The absence of proper baseline comparisons, uninterpretable evaluation metrics, and limited methodological scope render the main claims unsupported by the evidence presented. However, the authors could potentially address these issues through major revisions for future submission.
Major Issues
Inadequate Evaluation Framework and Missing Baseline Comparisons

The most critical flaw in this study is the inadequate evaluation framework that makes it impossible to assess whether the ML models provide genuine forecasting skill. Several fundamental problems undermine the evaluation:
Meaningless Performance Metrics:
The reported MAE values (0.5-0.8) lack proper context and are essentially uninterpretable

Without knowledge of typical precipitation anomaly magnitudes and variability in Senegal, readers cannot assess whether these values represent good or poor performance

The absence of skill scores or normalized error measures prevents determination of practical forecast value

An MAE of 0.7 could represent excellent or terrible performance depending on the natural variability of the system

Missing Baseline Comparisons: The study fails to compare against fundamental baseline forecasts, including:
Climatological forecasts (seasonal mean precipitation)

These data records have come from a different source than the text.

use std::path::{Path, PathBuf};

use anyhow::Result;
use rmcp::{
    ErrorData as McpError, ServerHandler, ServiceExt,
    handler::server::tool::ToolRouter,
    handler::server::wrapper::Parameters,
    model::{CallToolResult, Content, ServerCapabilities, ServerInfo},
    tool, tool_handler, tool_router,
};
use serde::Serialize;

use crate::cli::commands::extract::collect_issues;
use crate::config::load_config;
use crate::core::{
    Extractor, Pipeline, diff as diff_catalogs_of, document_id, read_catalog, scan_documents,
    write_catalog,
};
use crate::issues::Severity;

use super::types::{
    ChangedItem, ConfigDto, ConfigValues, DiffCatalogsParams, DiffCatalogsResult, EntryItem,
    ExtractCatalogParams, ExtractCatalogResult, ExtractStats, GetConfigParams, IssueItem,
    Pagination,
};

const DEFAULT_LIMIT: usize = 50;
const MAX_LIMIT: usize = 200;

#[derive(Clone)]
pub struct TrcatMcpServer {
    tool_router: ToolRouter<Self>,
}

impl Default for TrcatMcpServer {
    fn default() -> Self {
        Self::new()
    }
}

#[tool_router]
impl TrcatMcpServer {
    pub fn new() -> Self {
        Self {
            tool_router: Self::tool_router(),
        }
    }

    /// Extract marked strings into a catalog
    #[tool(
        description = "Extract marker-wrapped strings (e.g. tr(\"Okay!\")) from project documents into a content-addressed catalog. Returns stats, all issues and a paginated list of entries in first-seen order."
    )]
    pub async fn extract_catalog(
        &self,
        params: Parameters<ExtractCatalogParams>,
    ) -> Result<CallToolResult, McpError> {
        let params = params.0;
        let root = Path::new(&params.project_root_path);
        let limit = params
            .limit
            .map(|v| v as usize)
            .unwrap_or(DEFAULT_LIMIT)
            .min(MAX_LIMIT);
        let offset = params.offset.map(|v| v as usize).unwrap_or(0);

        let config = load_config(root)
            .map_err(|e| McpError::internal_error(format!("Failed to load config: {}", e), None))?
            .config
            .with_markers(params.markers.as_deref().unwrap_or_default());
        config
            .validate()
            .map_err(|e| McpError::invalid_params(format!("Invalid markers: {}", e), None))?;

        let documents: Vec<PathBuf> = match params.documents {
            Some(documents) if !documents.is_empty() => {
                documents.iter().map(|d| root.join(d)).collect()
            }
            _ => vec![root.to_path_buf()],
        };
        let mut scan = scan_documents(&documents, &config.extensions, &config.ignores, false);
        for file in &mut scan.files {
            if let Ok(relative) = file.strip_prefix(root) {
                *file = relative.to_path_buf();
            }
        }
        for failure in &mut scan.failures {
            if let Ok(relative) = Path::new(&failure.document_id).strip_prefix(root) {
                failure.document_id = document_id(relative);
            }
        }

        let run = Pipeline::new(Extractor::new(&config.markers))
            .run_scan(root, scan)
            .map_err(|e| McpError::internal_error(format!("Extraction failed: {}", e), None))?;

        let issues = {
            let mut issues = collect_issues(&run, &config, root);
            issues.sort();
            issues
        };
        let error_count = issues
            .iter()
            .filter(|i| i.severity() == Severity::Error)
            .count();

        let written = if params.write.unwrap_or(false) && run.catalog.is_complete() {
            write_catalog(&root.join(&config.output), &run.catalog).map_err(|e| {
                McpError::internal_error(format!("Failed to write catalog: {}", e), None)
            })?;
            Some(document_id(Path::new(&config.output)))
        } else {
            None
        };

        let total_count = run.catalog.len();
        let entries: Vec<EntryItem> = run
            .catalog
            .iter()
            .skip(offset)
            .take(limit)
            .map(EntryItem::from)
            .collect();
        let has_more = offset + entries.len() < total_count;

        let result = ExtractCatalogResult {
            stats: ExtractStats {
                documents_scanned: run.documents_scanned,
                strings_extracted: run.strings_extracted,
                entry_count: total_count,
                error_count,
                warning_count: issues.len() - error_count,
                complete: run.catalog.is_complete(),
                hash: run.catalog.hash().to_string(),
            },
            entries,
            issues: issues.iter().map(IssueItem::from).collect(),
            pagination: Pagination {
                offset,
                limit,
                has_more,
            },
            written,
        };

        json_result(&result)
    }

    /// Diff two persisted catalogs
    #[tool(
        description = "Compare a previously committed catalog with a newly extracted one. Returns added, removed and changed entries plus the unchanged count."
    )]
    pub async fn diff_catalogs(
        &self,
        params: Parameters<DiffCatalogsParams>,
    ) -> Result<CallToolResult, McpError> {
        let root = Path::new(&params.0.project_root_path);
        let old = read_catalog(&root.join(&params.0.old_catalog))
            .map_err(|e| McpError::invalid_params(e.to_string(), None))?;
        let new = read_catalog(&root.join(&params.0.new_catalog))
            .map_err(|e| McpError::invalid_params(e.to_string(), None))?;

        let report = diff_catalogs_of(&old, &new);
        let result = DiffCatalogsResult {
            has_changes: report.has_changes(),
            added: report.added.iter().copied().map(EntryItem::from).collect(),
            removed: report.removed.iter().copied().map(EntryItem::from).collect(),
            changed: report.changed.iter().map(ChangedItem::from).collect(),
            unchanged: report.unchanged,
        };

        json_result(&result)
    }

    /// Get the current trcat configuration
    #[tool(description = "Get the current trcat configuration.")]
    pub async fn get_config(
        &self,
        params: Parameters<GetConfigParams>,
    ) -> Result<CallToolResult, McpError> {
        let path = Path::new(&params.0.project_root_path);

        let result = load_config(path)
            .map_err(|e| McpError::internal_error(format!("Failed to load config: {}", e), None))?;

        let config_dto = ConfigDto {
            from_file: result.from_file,
            config: ConfigValues::from(result.config),
        };

        json_result(&config_dto)
    }
}

fn json_result<T: Serialize>(value: &T) -> Result<CallToolResult, McpError> {
    let json_str = serde_json::to_string_pretty(value).map_err(|e| {
        McpError::internal_error(format!("JSON serialization failed: {}", e), None)
    })?;

    Ok(CallToolResult::success(vec![Content::text(json_str)]))
}

#[tool_handler]
impl ServerHandler for TrcatMcpServer {
    fn get_info(&self) -> ServerInfo {
        ServerInfo {
            instructions: Some(
                "trcat MCP helps AI agents keep a game's translation catalog in sync with its dialogue sources.\n\n\
                 Available tools:\n\
                 1. get_config - Get project configuration (markers, extensions, output)\n\
                 2. extract_catalog - Extract marked strings into a catalog (paginated entries, issues, stats)\n\
                 3. diff_catalogs - Compare two catalog files\n\n\
                 Recommended Workflow:\n\
                 1. Use extract_catalog to see malformed markers and near-duplicate variants\n\
                 2. Fix errors in the source documents, then extract with write=true\n\
                 3. Use diff_catalogs against the committed catalog to review what translators must update"
                    .into(),
            ),
            capabilities: ServerCapabilities::builder().enable_tools().build(),
            ..Default::default()
        }
    }
}

/// Entry point for MCP server
pub fn run_server() -> Result<()> {
    tracing::info!("starting MCP server on stdio");
    tokio::runtime::Builder::new_current_thread()
        .enable_all()
        .build()?
        .block_on(async {
            let service = TrcatMcpServer::new();
            let server = service.serve(rmcp::transport::stdio()).await?;
            server.waiting().await?;
            Ok(())
        })
}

Persistence models (assuming recent conditions continue)

Simple statistical models (e.g., regression against climate indices)

Random forecasts

Without these comparisons, there is no evidence that the ML models provide any skill beyond naive forecasting methods.
Limited Discriminatory Power: The fact that differences between linear regression and other methods are not statistically significant suggests that the power of machine learning has not been fully utilized. This indicates that simpler approaches would likely yield performance metrics in the same range as the reported results.
Methodological Weaknesses in Predictor Selection and Feature Engineering

Several aspects of the ML methodology raise significant concerns:
Predictor Analysis - Strengths and Weaknesses:
Strength: The detailed linear correlation analysis with important predictor variables for S2S forecasting (such as sea surface temperatures, atmospheric circulation patterns, and teleconnection indices) represents a thorough foundation for understanding climate relationships in the West African region

Weakness: However, over-reliance on linear correlation analysis may miss important non-linear climate relationships crucial for understanding monsoon dynamics

Critical Gap: While the correlation analysis is comprehensive, it remains unclear how features derived from these correlations are actually extracted and formatted as inputs for the ML models

The exact dimensionality and structure of inputs to ML models remains unclear

Ambiguity regarding temporal input structure: Are you using only Week 2 forecasts, or Weeks 2-5? What are the actual model inputs?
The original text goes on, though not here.